Colossal Biosciences, a biotech firm valued at more than AU$15 billion, has announced major progress in its bold plan to resurrect the flightless bird, which has been extinct since the 1690s.
Birds like the dodo can’t currently be cloned like mammals, so the company is taking a different path, by growing stem cells from the dodo’s closest living relative, the Nicobar pigeon, and modifying them to resemble dodo DNA.
These lab-grown cells, called primordial germ cells (PGCs), are healthy and have been doubling every 35 hours. They will be edited to look more like dodo cells, injected into chicken embryos, and hatched from the chicken eggs.
Colossal says these new birds will be released into protected reserves in Mauritius, the same island where dodos once lived.
To make this possible, the team created a detailed map of the dodo’s genes by comparing it to similar species. This will help scientists identify which genes they need to change to give the new birds the dodo’s signature body, face and beak.
When asked when the first dodo chick might hatch, Colossal’s chief science officer Beth Shapiro said there had been a major challenge in creating the PGCs. “Now completed, we are moving into editing and can have a better understanding of timing since the gating function is past,” she told Yahoo News.
Colossal’s CEO, Ben Lamm, has also promised to produce a mammoth calf by 2028. The company has already created animals resembling dire wolves and long-haired mice.

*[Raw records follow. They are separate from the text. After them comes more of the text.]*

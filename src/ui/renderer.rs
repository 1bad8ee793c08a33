use crate::terminal::CursorPos;
use crate::ui::element::{Element, Tag};
use crate::ui::span::{Span, SpanLine, Tone};
use unicode_width::UnicodeWidthChar;

const INPUT_INDENT: &str = "    ";
const HINT: &str = "tab/↓ next · shift+tab/↑ prev · enter submit · esc quit";

#[derive(Debug, Clone, Default, PartialEq, Eq)]
pub struct RenderFrame {
    pub lines: Vec<SpanLine>,
    pub cursor: Option<CursorPos>,
}

#[derive(Debug, Clone, Copy)]
pub struct Renderer {
    show_hint: bool,
}

impl Default for Renderer {
    fn default() -> Self {
        Self { show_hint: true }
    }
}

impl Renderer {
    pub fn new() -> Self {
        Self::default()
    }

    pub fn without_hint(mut self) -> Self {
        self.show_hint = false;
        self
    }

    /// Lays the element tree out as terminal lines. `caret` is the char
    /// offset inside the focused input, used to place the terminal cursor.
    pub fn render(&self, view: &Element, caret: Option<usize>) -> RenderFrame {
        let mut frame = RenderFrame::default();
        self.draw_element(view, caret, &mut frame);
        if self.show_hint {
            frame.lines.push(Vec::new());
            frame.lines.push(vec![Span::toned(HINT, Tone::Muted)]);
        }
        frame
    }

    fn draw_element(&self, el: &Element, caret: Option<usize>, frame: &mut RenderFrame) {
        match el.tag {
            Tag::Form => {
                for child in &el.children {
                    self.draw_element(child, caret, frame);
                }
            }
            Tag::Heading => {
                frame.lines.push(vec![Span::toned(el.text(), Tone::Heading)]);
                frame.lines.push(Vec::new());
            }
            Tag::Field => {
                let focused = el.children.iter().any(|child| child.focused);
                let required = el
                    .children
                    .iter()
                    .any(|child| child.tag == Tag::Input && child.has_attr("aria-required"));
                for child in &el.children {
                    match child.tag {
                        Tag::Label => frame.lines.push(draw_label(child, focused, required)),
                        _ => self.draw_element(child, caret, frame),
                    }
                }
                frame.lines.push(Vec::new());
            }
            Tag::Label => frame.lines.push(draw_label(el, el.focused, false)),
            Tag::Input => {
                let row = frame.lines.len() as u16;
                frame.lines.push(draw_input(el));
                if el.focused {
                    let value = el.attr("value").unwrap_or("");
                    let col = INPUT_INDENT.len() + display_width(value, caret.unwrap_or(0));
                    frame.cursor = Some(CursorPos {
                        col: col.min(u16::MAX as usize) as u16,
                        row,
                    });
                }
            }
            Tag::Help => {
                frame.lines.push(vec![
                    Span::plain(INPUT_INDENT),
                    Span::toned(el.text(), Tone::Error),
                ]);
            }
            Tag::Button => frame.lines.push(draw_button(el)),
        }
    }
}

fn draw_label(el: &Element, focused: bool, required: bool) -> SpanLine {
    let marker = if focused { "> " } else { "  " };
    let tone = if focused { Tone::FocusedLabel } else { Tone::Plain };
    let mut line = vec![Span::toned(format!("{marker}{}", el.text()), tone)];
    if required {
        line.push(Span::toned(" *", Tone::Muted));
    }
    line
}

fn draw_input(el: &Element) -> SpanLine {
    let value = el.attr("value").unwrap_or("");
    let danger = el.has_class("is-danger");
    let body = if value.is_empty() {
        Span::toned(el.attr("placeholder").unwrap_or(""), Tone::Muted)
    } else if danger {
        Span::toned(value, Tone::Error)
    } else {
        Span::plain(value)
    };
    vec![Span::plain(INPUT_INDENT), body]
}

fn draw_button(el: &Element) -> SpanLine {
    let disabled = el.has_attr("disabled");
    let marker = if el.focused { "> " } else { "  " };
    let tone = match (el.focused, disabled) {
        (_, true) => Tone::ButtonDisabled,
        (true, false) => Tone::ButtonFocused,
        (false, false) => Tone::ButtonReady,
    };
    vec![
        Span::plain(marker),
        Span::toned(format!("[ {} ]", el.text()), tone),
    ]
}

fn display_width(value: &str, chars: usize) -> usize {
    value
        .chars()
        .take(chars)
        .map(|ch| UnicodeWidthChar::width(ch).unwrap_or(0))
        .sum()
}
/// The role a piece of text plays in the form; the terminal picks colors.
#[derive(Debug, Clone, Copy, PartialEq, Eq, Default)]
pub enum Tone {
    #[default]
    Plain,
    Heading,
    FocusedLabel,
    /// Placeholders, the required marker and the key hint.
    Muted,
    Error,
    ButtonReady,
    ButtonFocused,
    ButtonDisabled,
}

#[derive(Debug, Clone, PartialEq, Eq)]
pub struct Span {
    pub text: String,
    pub tone: Tone,
}

impl Span {
    pub fn plain(text: impl Into<String>) -> Self {
        Self::toned(text, Tone::Plain)
    }

    pub fn toned(text: impl Into<String>, tone: Tone) -> Self {
        Self {
            text: text.into(),
            tone,
        }
    }
}

pub type SpanLine = Vec<Span>;

pub fn line_text(line: &SpanLine) -> String {
    line.iter().map(|span| span.text.as_str()).collect()
}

Since launching in 2021, the company has raised over A$830 million, including A$180 million after announcing its moa resurrection project. The moa was a large, flightless bird that lived in New Zealand.
“Colossal and its investors, who are funding the work, share an equal interest in seeing how our de-extinction technology is significantly accelerating progress towards the dodo project,” Lamm told Yahoo News.
Technology developed for the dodo project will also support other scientific goals. The same tools are being used in moa research at Melbourne University, and to help restore genetic diversity in the endangered Mauritian pink pigeon.
Shapiro added that the advances may also benefit poultry farming and agricultural research.
“Other technologies developed on the path to dodo, however, will have application to poultry, including mapping genotypes to traits of interest and multiplex genome editing in PGCs,” she said.